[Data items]
☆ ☆ ☆ ☆ ☆ ☆ ☆

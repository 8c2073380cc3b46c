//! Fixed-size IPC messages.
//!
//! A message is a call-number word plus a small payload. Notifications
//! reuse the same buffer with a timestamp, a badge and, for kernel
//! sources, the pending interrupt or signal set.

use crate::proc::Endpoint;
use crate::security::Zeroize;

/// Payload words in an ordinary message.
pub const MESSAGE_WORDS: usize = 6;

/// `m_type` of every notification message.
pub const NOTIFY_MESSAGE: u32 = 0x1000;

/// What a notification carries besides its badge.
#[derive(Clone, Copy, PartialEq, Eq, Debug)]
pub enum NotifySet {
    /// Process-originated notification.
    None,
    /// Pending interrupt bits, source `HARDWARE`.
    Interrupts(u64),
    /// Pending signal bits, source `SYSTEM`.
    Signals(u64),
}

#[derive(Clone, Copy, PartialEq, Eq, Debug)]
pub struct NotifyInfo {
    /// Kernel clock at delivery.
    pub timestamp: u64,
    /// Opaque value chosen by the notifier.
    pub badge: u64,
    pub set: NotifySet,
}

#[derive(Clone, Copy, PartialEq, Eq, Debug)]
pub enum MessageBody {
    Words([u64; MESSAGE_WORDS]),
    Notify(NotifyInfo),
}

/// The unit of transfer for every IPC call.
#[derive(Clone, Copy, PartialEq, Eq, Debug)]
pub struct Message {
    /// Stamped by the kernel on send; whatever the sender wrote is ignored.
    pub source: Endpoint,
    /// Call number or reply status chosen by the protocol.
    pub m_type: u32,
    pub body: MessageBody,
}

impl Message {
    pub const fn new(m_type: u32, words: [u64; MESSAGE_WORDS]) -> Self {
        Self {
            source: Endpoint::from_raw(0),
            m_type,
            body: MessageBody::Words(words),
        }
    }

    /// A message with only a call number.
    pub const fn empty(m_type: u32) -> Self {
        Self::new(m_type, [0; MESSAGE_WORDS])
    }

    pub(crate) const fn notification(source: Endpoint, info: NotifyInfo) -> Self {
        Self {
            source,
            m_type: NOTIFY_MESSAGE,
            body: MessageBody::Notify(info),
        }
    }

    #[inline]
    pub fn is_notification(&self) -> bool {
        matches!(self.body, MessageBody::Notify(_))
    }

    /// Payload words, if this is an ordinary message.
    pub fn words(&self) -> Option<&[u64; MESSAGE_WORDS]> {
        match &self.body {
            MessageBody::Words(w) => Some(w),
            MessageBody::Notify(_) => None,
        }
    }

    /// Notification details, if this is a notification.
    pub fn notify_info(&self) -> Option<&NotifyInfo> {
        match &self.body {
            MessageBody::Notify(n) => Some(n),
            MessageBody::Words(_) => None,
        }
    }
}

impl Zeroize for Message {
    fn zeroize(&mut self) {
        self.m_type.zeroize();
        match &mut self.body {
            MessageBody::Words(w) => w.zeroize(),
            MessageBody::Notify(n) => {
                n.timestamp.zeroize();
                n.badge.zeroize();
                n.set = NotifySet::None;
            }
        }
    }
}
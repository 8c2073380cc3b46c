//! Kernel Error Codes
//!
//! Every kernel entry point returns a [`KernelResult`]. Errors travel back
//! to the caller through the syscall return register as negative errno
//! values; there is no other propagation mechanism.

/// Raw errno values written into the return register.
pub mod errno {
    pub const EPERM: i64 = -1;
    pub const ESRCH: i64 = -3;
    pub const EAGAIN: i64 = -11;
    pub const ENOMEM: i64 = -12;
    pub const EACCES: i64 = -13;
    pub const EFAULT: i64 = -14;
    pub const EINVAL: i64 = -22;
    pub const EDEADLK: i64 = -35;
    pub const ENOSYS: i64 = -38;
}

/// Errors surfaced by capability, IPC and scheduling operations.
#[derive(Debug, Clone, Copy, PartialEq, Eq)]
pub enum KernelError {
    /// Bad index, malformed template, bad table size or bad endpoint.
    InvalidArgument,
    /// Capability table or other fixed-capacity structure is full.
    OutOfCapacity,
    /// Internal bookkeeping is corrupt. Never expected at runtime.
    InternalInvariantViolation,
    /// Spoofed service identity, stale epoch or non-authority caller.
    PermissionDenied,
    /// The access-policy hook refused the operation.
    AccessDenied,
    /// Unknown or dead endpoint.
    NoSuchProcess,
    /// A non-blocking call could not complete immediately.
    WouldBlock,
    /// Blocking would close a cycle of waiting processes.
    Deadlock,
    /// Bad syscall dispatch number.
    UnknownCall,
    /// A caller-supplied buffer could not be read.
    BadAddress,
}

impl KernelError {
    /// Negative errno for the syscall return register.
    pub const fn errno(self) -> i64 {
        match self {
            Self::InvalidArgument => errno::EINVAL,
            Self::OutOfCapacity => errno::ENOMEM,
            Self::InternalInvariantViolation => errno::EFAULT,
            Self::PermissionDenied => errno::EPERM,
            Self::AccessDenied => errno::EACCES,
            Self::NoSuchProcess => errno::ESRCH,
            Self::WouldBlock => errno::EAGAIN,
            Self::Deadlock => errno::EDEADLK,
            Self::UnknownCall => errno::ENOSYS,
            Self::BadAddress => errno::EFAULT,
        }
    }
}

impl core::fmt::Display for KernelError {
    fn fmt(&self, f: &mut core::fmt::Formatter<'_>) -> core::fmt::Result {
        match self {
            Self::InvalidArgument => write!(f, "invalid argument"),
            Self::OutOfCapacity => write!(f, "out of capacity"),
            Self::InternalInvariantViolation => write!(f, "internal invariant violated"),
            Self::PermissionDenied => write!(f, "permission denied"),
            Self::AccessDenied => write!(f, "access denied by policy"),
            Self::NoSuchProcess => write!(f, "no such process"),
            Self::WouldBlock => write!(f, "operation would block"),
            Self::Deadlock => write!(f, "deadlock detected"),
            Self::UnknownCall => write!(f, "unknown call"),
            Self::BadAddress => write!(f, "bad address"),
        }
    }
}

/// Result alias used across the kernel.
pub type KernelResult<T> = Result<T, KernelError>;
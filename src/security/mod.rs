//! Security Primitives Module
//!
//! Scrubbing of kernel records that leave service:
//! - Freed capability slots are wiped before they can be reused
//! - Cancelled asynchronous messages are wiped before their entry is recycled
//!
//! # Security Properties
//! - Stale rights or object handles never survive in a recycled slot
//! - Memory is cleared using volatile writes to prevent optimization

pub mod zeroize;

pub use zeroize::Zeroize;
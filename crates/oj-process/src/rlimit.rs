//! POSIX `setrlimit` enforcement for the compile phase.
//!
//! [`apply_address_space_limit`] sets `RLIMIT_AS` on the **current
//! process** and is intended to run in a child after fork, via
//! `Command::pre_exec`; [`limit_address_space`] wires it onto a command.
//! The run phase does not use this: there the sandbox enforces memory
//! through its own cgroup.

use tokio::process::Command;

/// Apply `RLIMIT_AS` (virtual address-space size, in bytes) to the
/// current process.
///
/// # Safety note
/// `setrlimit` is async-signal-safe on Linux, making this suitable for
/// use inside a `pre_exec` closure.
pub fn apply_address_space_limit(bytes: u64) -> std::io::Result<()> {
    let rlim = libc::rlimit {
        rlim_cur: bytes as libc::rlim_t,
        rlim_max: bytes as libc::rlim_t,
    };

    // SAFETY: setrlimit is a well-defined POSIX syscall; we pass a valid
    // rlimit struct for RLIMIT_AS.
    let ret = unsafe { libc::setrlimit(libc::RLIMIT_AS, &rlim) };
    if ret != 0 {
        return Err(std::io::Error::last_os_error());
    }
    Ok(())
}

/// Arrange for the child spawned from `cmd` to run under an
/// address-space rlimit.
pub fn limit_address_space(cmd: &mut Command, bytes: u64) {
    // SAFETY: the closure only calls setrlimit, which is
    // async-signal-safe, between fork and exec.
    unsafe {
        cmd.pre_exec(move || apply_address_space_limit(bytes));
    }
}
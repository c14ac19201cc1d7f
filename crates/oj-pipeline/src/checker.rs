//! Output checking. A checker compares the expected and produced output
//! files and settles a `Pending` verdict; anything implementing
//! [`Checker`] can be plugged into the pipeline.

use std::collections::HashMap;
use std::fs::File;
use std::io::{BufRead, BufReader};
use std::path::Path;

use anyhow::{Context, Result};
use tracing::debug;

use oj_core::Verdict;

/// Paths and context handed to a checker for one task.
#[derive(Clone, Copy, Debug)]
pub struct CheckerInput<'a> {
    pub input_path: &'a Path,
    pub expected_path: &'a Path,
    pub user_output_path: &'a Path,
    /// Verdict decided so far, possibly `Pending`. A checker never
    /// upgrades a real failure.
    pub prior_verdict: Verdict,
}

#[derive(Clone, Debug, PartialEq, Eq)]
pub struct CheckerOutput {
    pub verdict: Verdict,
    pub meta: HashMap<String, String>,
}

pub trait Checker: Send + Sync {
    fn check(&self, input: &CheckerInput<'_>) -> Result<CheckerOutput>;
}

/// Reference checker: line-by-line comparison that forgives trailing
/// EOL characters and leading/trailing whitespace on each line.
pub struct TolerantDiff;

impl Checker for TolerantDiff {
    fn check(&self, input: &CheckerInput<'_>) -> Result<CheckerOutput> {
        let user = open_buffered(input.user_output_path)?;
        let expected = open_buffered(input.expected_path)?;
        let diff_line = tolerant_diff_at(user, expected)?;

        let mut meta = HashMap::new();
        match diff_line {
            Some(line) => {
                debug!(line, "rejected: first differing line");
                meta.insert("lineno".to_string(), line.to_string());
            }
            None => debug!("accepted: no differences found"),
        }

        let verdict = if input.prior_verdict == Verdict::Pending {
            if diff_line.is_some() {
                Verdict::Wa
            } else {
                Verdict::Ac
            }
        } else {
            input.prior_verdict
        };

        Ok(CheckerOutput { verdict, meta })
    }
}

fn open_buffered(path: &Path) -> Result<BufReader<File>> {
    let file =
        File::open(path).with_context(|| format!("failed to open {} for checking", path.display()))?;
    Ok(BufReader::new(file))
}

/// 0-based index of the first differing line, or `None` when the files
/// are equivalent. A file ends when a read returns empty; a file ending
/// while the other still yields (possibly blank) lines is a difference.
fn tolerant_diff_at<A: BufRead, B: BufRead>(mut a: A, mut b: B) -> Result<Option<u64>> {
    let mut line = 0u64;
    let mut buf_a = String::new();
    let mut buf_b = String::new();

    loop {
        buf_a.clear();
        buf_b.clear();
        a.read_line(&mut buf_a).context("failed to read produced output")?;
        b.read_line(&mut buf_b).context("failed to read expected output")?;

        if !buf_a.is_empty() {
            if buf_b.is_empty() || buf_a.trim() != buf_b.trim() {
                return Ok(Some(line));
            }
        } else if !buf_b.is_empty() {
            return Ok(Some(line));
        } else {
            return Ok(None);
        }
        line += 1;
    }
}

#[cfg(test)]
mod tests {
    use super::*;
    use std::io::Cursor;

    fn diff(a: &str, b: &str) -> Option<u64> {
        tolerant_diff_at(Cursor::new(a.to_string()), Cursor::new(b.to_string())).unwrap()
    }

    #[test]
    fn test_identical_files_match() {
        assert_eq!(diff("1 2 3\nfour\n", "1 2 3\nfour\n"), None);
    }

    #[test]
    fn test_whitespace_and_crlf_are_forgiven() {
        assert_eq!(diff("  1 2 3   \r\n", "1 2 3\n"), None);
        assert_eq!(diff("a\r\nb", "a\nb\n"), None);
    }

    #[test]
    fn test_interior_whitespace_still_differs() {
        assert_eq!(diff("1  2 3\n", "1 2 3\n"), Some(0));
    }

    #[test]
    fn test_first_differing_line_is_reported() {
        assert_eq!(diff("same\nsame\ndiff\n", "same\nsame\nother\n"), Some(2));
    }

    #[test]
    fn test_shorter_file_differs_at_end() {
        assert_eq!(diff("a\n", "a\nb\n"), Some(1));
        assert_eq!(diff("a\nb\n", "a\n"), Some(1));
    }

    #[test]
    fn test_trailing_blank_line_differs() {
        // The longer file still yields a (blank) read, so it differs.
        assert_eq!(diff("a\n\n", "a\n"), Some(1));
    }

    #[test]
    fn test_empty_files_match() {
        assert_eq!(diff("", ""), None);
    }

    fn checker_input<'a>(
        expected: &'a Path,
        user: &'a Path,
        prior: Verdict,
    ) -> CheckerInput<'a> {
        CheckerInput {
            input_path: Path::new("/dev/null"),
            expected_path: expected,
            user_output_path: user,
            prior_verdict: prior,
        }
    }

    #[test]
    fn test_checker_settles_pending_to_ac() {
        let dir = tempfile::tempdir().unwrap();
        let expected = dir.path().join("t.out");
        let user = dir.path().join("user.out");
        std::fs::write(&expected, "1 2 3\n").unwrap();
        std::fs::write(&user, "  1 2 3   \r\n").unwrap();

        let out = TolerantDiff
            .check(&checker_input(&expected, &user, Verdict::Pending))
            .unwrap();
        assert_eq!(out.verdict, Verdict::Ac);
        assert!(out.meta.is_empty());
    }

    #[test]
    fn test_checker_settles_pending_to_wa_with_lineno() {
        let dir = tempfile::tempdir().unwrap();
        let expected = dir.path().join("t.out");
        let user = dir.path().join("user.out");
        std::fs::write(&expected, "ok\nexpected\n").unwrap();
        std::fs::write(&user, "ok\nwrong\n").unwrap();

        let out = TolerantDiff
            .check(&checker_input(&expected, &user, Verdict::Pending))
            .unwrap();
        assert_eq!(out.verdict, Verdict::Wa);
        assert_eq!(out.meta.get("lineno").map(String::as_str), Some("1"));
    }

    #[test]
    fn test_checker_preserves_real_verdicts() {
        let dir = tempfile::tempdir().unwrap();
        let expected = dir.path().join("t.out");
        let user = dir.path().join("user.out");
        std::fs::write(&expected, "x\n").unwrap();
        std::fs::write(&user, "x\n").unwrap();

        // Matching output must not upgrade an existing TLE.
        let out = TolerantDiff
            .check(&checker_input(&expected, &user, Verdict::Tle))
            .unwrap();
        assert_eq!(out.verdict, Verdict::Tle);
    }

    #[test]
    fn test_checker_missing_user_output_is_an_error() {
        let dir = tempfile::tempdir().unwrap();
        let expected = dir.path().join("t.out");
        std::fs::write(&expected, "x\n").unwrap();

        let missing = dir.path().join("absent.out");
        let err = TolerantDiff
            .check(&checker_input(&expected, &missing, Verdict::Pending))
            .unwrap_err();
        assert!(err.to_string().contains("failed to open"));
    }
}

☆ ☆ ☆ ☆ ☆ ☆ ☆

Your task: Answer with one number only, the count of lines in the entries above that hold the string "KernelError".

Output of the task: 4